• _EXERCISE PROMPT_: If a line in the records below contains the word "Some", return that line.

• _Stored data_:
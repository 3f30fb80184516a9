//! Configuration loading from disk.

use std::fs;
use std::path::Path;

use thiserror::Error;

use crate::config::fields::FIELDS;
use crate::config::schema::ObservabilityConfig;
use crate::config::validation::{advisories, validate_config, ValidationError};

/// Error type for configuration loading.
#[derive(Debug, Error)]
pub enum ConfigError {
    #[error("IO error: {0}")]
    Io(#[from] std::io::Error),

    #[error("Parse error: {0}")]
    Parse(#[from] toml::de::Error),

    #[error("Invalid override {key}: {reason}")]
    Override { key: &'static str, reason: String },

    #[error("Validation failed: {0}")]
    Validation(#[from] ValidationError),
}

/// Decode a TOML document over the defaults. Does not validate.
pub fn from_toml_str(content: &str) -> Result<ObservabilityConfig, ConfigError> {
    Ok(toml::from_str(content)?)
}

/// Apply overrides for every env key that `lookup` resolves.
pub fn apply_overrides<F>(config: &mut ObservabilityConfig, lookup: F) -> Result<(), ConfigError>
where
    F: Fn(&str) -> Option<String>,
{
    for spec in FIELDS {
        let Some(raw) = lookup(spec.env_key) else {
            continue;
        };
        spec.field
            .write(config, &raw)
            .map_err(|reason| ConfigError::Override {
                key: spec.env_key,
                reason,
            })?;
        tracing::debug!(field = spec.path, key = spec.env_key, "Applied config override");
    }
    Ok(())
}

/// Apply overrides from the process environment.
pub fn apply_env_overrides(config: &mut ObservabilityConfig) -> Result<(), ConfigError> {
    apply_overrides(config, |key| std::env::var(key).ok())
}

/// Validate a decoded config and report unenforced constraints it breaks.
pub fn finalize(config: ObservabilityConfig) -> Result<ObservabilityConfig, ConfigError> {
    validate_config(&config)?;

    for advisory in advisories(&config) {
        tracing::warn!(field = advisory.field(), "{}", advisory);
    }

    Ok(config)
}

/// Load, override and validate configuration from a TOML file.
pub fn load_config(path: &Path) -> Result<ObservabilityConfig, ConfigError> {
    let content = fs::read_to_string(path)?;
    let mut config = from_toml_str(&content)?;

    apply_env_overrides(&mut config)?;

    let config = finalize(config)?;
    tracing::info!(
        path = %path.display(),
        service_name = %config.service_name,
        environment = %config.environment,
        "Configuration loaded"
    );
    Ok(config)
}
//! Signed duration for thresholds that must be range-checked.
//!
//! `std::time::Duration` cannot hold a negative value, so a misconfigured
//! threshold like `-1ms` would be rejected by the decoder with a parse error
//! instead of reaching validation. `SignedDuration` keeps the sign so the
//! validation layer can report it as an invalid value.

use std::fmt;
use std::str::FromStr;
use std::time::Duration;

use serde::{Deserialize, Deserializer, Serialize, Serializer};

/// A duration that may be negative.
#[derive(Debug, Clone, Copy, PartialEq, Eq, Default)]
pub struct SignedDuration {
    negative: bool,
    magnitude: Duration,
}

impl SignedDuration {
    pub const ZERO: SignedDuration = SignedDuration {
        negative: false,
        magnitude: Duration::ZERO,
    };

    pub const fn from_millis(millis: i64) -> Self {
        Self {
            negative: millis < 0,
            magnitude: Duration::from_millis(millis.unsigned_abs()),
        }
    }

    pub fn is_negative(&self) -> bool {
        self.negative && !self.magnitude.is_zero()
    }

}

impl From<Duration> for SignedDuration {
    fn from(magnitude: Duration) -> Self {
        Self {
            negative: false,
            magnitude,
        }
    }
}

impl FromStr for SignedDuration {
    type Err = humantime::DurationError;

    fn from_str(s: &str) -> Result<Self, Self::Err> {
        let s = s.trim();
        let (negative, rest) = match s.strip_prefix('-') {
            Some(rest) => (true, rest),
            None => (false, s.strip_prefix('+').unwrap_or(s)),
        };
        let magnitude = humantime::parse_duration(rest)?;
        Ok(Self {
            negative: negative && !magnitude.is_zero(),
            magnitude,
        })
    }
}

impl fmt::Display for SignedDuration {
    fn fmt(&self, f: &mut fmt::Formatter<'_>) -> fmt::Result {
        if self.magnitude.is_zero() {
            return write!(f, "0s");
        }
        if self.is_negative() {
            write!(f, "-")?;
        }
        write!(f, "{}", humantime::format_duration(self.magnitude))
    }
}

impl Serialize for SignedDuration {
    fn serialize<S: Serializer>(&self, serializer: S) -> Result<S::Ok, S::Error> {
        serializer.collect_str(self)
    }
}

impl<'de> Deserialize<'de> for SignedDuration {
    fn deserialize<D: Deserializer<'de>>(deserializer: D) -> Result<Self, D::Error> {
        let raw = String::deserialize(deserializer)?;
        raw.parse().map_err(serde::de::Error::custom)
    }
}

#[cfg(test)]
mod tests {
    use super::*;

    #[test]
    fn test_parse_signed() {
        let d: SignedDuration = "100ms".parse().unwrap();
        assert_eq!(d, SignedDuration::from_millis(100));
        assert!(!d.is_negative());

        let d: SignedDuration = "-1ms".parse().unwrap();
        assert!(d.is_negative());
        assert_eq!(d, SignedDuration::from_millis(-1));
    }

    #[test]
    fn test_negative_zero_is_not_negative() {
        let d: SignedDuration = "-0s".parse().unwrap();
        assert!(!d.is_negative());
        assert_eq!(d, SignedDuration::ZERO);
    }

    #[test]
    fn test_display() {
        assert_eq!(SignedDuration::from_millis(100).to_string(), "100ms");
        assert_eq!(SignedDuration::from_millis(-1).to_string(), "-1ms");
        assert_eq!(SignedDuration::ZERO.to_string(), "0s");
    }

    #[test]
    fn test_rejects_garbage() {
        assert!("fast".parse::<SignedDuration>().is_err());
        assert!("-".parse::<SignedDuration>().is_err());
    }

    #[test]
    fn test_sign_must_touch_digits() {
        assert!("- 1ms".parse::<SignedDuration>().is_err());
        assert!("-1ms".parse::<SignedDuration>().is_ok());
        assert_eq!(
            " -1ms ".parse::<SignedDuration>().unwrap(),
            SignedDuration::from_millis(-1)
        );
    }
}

• _COMPLETED EXERCISE_:
        let Some(raw) = lookup(spec.env_key) else {
            Some(rest) => (true, rest),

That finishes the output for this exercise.